From Bill Chamlee at the Cleveland VA:
I stumbled onto your site while researching the new lower potency heparin/therapeutic range issue. I was interested in your quick question about checking for clots. I don’t do any of the four choices you list. I use two applicator sticks to check for clots after centrifuging and running first. The sticks can act as an activator and my experience is that the PTT is usually shorter after rimming for clots, more noticeably of course in abnormal and therapeutic specimens. And I still don’t understand how you can identify a clotted specimen by looking at the test results. Sure, sometimes the low PTT is a dead giveaway. But not always–the normal looking PTT could really be high. And what if it’s only a PT-INR? I know CAP lists that as an acceptable choice, but I don’t know why. With my method, I have seen plenty of clotted specimens with perfectly “plausible” results. But are they accurate results? I reject them. So does CAP imply clotted specimens are OK if they give plausible results?

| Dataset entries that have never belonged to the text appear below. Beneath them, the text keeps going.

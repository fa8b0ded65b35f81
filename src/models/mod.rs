// SPDX-License-Identifier: MIT
// Copyright 2026 Roland Dreier <roland@kernel.org>

//! Data models for the pipeline.

pub mod activity;
pub mod points;

use chrono::NaiveDate;
use std::collections::BTreeMap;

pub use activity::{ActivityRecord, GeoPoint, NormalizedRow};
pub use points::PointCollection;

/// Summed distance per local calendar day, in date order.
pub type DailyDistance = BTreeMap<NaiveDate, f64>;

And as for visually looking for clots, well between the numerous labels covering our tubes and my old eyes, I am not sure I would see big clots, much less small ones. Yes, it is riskier to uncap each specimen and rim, especially since we have a cap piercer and wouldn’t otherwise have to uncap. And it is also more time consuming and costly. But I am convinced it is the best way to identify clotted specimens for coag testing. I also take a good look at each specimen for total volume and liquid volume (HCT ) which could disqualify it and hemolysis in which case we comment. I would be very interested in your feedback on all these issues. Has my OCD gotten the best of me?

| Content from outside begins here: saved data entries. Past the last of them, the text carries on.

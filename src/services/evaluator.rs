//! Budget evaluation
//!
//! Applies the 50/30/20 rule of thumb to one month of income and spending:
//! totals, net cash flow, goal funding and a prioritized list of
//! optimization messages.
//!
//! The evaluator is pure. It performs no I/O, holds no shared state and is
//! defined for every `f64` input, including zero or negative income. Input
//! validation is the caller's responsibility and is deliberately not done
//! here.

use serde::{Deserialize, Serialize};

use crate::models::money::{format_amount, format_ratio};
use crate::models::{BudgetInput, BudgetResult, GoalFundingStatus};

/// Share of income above which discretionary spending is flagged
pub const DISCRETIONARY_LIMIT: f64 = 0.30;

/// Share of income above which fixed expenses are flagged
pub const FIXED_COST_LIMIT: f64 = 0.50;

/// Share of income below which a positive surplus counts as thin
pub const SURPLUS_BUFFER: f64 = 0.10;

/// Default currency symbol used in messages
pub const DEFAULT_CURRENCY_SYMBOL: &str = "₹";

/// Policy ratios for the evaluation checks, each a fraction of income
#[derive(Debug, Clone, Copy, PartialEq, Serialize, Deserialize)]
pub struct Thresholds {
    #[serde(default = "default_discretionary_limit")]
    pub discretionary_limit: f64,

    #[serde(default = "default_fixed_cost_limit")]
    pub fixed_cost_limit: f64,

    #[serde(default = "default_surplus_buffer")]
    pub surplus_buffer: f64,
}

fn default_discretionary_limit() -> f64 {
    DISCRETIONARY_LIMIT
}

fn default_fixed_cost_limit() -> f64 {
    FIXED_COST_LIMIT
}

fn default_surplus_buffer() -> f64 {
    SURPLUS_BUFFER
}

impl Default for Thresholds {
    fn default() -> Self {
        Self {
            discretionary_limit: DISCRETIONARY_LIMIT,
            fixed_cost_limit: FIXED_COST_LIMIT,
            surplus_buffer: SURPLUS_BUFFER,
        }
    }
}

/// Capability handed to callers: give it a month of figures, get a summary
pub trait BudgetAnalyzer {
    fn analyze(&self, input: &BudgetInput) -> BudgetResult;
}

/// Stateless budget evaluator
#[derive(Debug, Clone, PartialEq)]
pub struct BudgetEvaluator {
    thresholds: Thresholds,
    currency_symbol: String,
}

impl Default for BudgetEvaluator {
    fn default() -> Self {
        Self::new(Thresholds::default(), DEFAULT_CURRENCY_SYMBOL)
    }
}

impl BudgetEvaluator {
    pub fn new(thresholds: Thresholds, currency_symbol: impl Into<String>) -> Self {
        Self {
            thresholds,
            currency_symbol: currency_symbol.into(),
        }
    }

    pub fn thresholds(&self) -> &Thresholds {
        &self.thresholds
    }

    pub fn currency_symbol(&self) -> &str {
        &self.currency_symbol
    }

    /// Evaluate one month of income and spending
    ///
    /// Messages are ordered: discretionary overspending, then thin surplus,
    /// then fixed-cost load. A deficit warning is inserted ahead of all of
    /// them. Every comparison is strict, so a figure sitting exactly on a
    /// threshold is not flagged.
    pub fn evaluate(&self, input: &BudgetInput) -> BudgetResult {
        let income = input.monthly_net_income;
        let total_expenses = input.total_expenses();
        let net_cash_flow = income - total_expenses;

        let mut optimization_areas = Vec::new();

        let discretionary_cap = self.thresholds.discretionary_limit * income;
        if input.discretionary_spending > discretionary_cap {
            let excess = input.discretionary_spending - discretionary_cap;
            optimization_areas.push(self.discretionary_message(excess));
        }

        if net_cash_flow < 0.0 {
            optimization_areas.insert(0, self.deficit_message(net_cash_flow.abs()));
        } else if net_cash_flow < self.thresholds.surplus_buffer * income {
            optimization_areas.push(thin_surplus_message());
        }

        if input.fixed_expenses > self.thresholds.fixed_cost_limit * income {
            optimization_areas.push(self.fixed_load_message());
        }

        let goal_funding_status = if net_cash_flow >= input.target_savings {
            GoalFundingStatus::OnTrack
        } else {
            GoalFundingStatus::Shortfall
        };
        let funding_shortfall = (input.target_savings - net_cash_flow).max(0.0);

        BudgetResult {
            total_income: income,
            total_expenses,
            net_cash_flow,
            goal_funding_status,
            funding_shortfall,
            optimization_areas,
        }
    }

    fn discretionary_message(&self, excess: f64) -> String {
        format!(
            "Your discretionary ('wants') spending is above recommended levels. \
             You could potentially reduce **{}** to align with the {} guideline.",
            format_amount(excess, &self.currency_symbol),
            format_ratio(self.thresholds.discretionary_limit)
        )
    }

    fn deficit_message(&self, deficit: f64) -> String {
        format!(
            "You are running a **monthly deficit of {}**. \
             Immediate expense reduction or income adjustments are recommended.",
            format_amount(deficit, &self.currency_symbol)
        )
    }

    fn fixed_load_message(&self) -> String {
        format!(
            "Your fixed expenses exceed {} of your income. Consider reviewing rent, \
             large EMIs, or refinancing options to reduce fixed burden.",
            format_ratio(self.thresholds.fixed_cost_limit)
        )
    }
}

fn thin_surplus_message() -> String {
    "Your monthly surplus is small. Consider optimizing variable expenses \
     like utilities, subscriptions, or grocery spend."
        .to_string()
}

impl BudgetAnalyzer for BudgetEvaluator {
    fn analyze(&self, input: &BudgetInput) -> BudgetResult {
        self.evaluate(input)
    }
}

/// Evaluate with the default thresholds and currency symbol
///
/// Pass `0.0` as `target_savings` when there is no savings goal.
pub fn evaluate(
    monthly_net_income: f64,
    fixed_expenses: f64,
    variable_expenses: f64,
    discretionary_spending: f64,
    target_savings: f64,
) -> BudgetResult {
    let input = BudgetInput::new(
        monthly_net_income,
        fixed_expenses,
        variable_expenses,
        discretionary_spending,
    )
    .with_target_savings(target_savings);
    BudgetEvaluator::default().evaluate(&input)
}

Thanks-Bill Chamlee-Cleveland VA
Thanks for your comments, Bill, and welcome to Fritsma Factor. The idea of “visual inspection” has always bugged me, even before our tubes became completely wrapped with labels, who could see a clot well in whole blood? I like your approach, and invite others to chime in with their approach.

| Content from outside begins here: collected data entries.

//! YAML export
//!
//! Writes a result as YAML with a short comment header, for reading by eye.

use crate::error::{OptimizerError, OptimizerResult};
use crate::models::BudgetResult;
use chrono::Utc;
use std::io::Write;

/// Export a result as YAML
pub fn export_result_yaml<W: Write>(result: &BudgetResult, writer: &mut W) -> OptimizerResult<()> {
    writeln!(writer, "# Budget Optimizer Evaluation")
        .map_err(|e| OptimizerError::Export(e.to_string()))?;
    writeln!(writer, "# Generated: {}", Utc::now().format("%Y-%m-%d %H:%M:%S UTC"))
        .map_err(|e| OptimizerError::Export(e.to_string()))?;
    writeln!(writer, "# App Version: {}", env!("CARGO_PKG_VERSION"))
        .map_err(|e| OptimizerError::Export(e.to_string()))?;
    writeln!(writer).map_err(|e| OptimizerError::Export(e.to_string()))?;

    serde_yaml::to_writer(writer, result).map_err(|e| OptimizerError::Export(e.to_string()))?;

    Ok(())
}
//! Retirement drawdown checks
//!
//! For retired users the monthly pension or drawdown stands in for income.
//! The withdrawal rate compares a year of drawdowns with the remaining corpus.

use serde::{Deserialize, Serialize};
use std::fmt;

/// Annual withdrawal rate at or below which a drawdown is considered safe
pub const SAFE_WITHDRAWAL_RATE: f64 = 0.04;

/// Annual withdrawal rate at or below which a drawdown needs watching
pub const CAUTION_WITHDRAWAL_RATE: f64 = 0.05;

#[derive(Debug, Clone, Copy, PartialEq, Eq, Serialize, Deserialize)]
pub enum WithdrawalRating {
    Safe,
    Caution,
    Unsafe,
}

impl fmt::Display for WithdrawalRating {
    fn fmt(&self, f: &mut fmt::Formatter<'_>) -> fmt::Result {
        match self {
            WithdrawalRating::Safe => write!(f, "Safe"),
            WithdrawalRating::Caution => write!(f, "Caution"),
            WithdrawalRating::Unsafe => write!(f, "Unsafe"),
        }
    }
}

/// Withdrawal rate of a retiree's drawdown against their corpus
#[derive(Debug, Clone, Copy, PartialEq, Serialize, Deserialize)]
pub struct WithdrawalRateSafety {
    pub annual_drawdown: f64,
    /// Fraction of the corpus drawn per year (0.04 = 4%)
    pub withdrawal_rate: f64,
    pub rating: WithdrawalRating,
}

/// Rate a monthly drawdown against the corpus it comes from
///
/// Returns `None` when the corpus is not positive, since no rate can be
/// computed against it.
pub fn assess_withdrawal_rate(monthly_drawdown: f64, corpus: f64) -> Option<WithdrawalRateSafety> {
    if corpus.is_nan() || corpus <= 0.0 {
        return None;
    }

    let annual_drawdown = monthly_drawdown * 12.0;
    let withdrawal_rate = annual_drawdown / corpus;
    let rating = if withdrawal_rate <= SAFE_WITHDRAWAL_RATE {
        WithdrawalRating::Safe
    } else if withdrawal_rate <= CAUTION_WITHDRAWAL_RATE {
        WithdrawalRating::Caution
    } else {
        WithdrawalRating::Unsafe
    };

    Some(WithdrawalRateSafety {
        annual_drawdown,
        withdrawal_rate,
        rating,
    })
}

/// Months of expenses an emergency fund covers
pub fn emergency_fund_months(fund: f64, monthly_expenses: f64) -> Option<f64> {
    if monthly_expenses > 0.0 {
        Some(fund / monthly_expenses)
    } else {
        None
    }
}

I was talking just this morning with frequent contributor Dave McGlasson about applicator sticks and activation. He, like you, is convinced the sticks activate platelets and together we’ve been trying to develop a research plan assessing platelet activation in association with sticks. We’d also like to learn how much platelets become activated by centrifugation, particularly as it relates to preparing specimens for light transmittance aggregometry. Your comment helps confirm our ideas. Geo.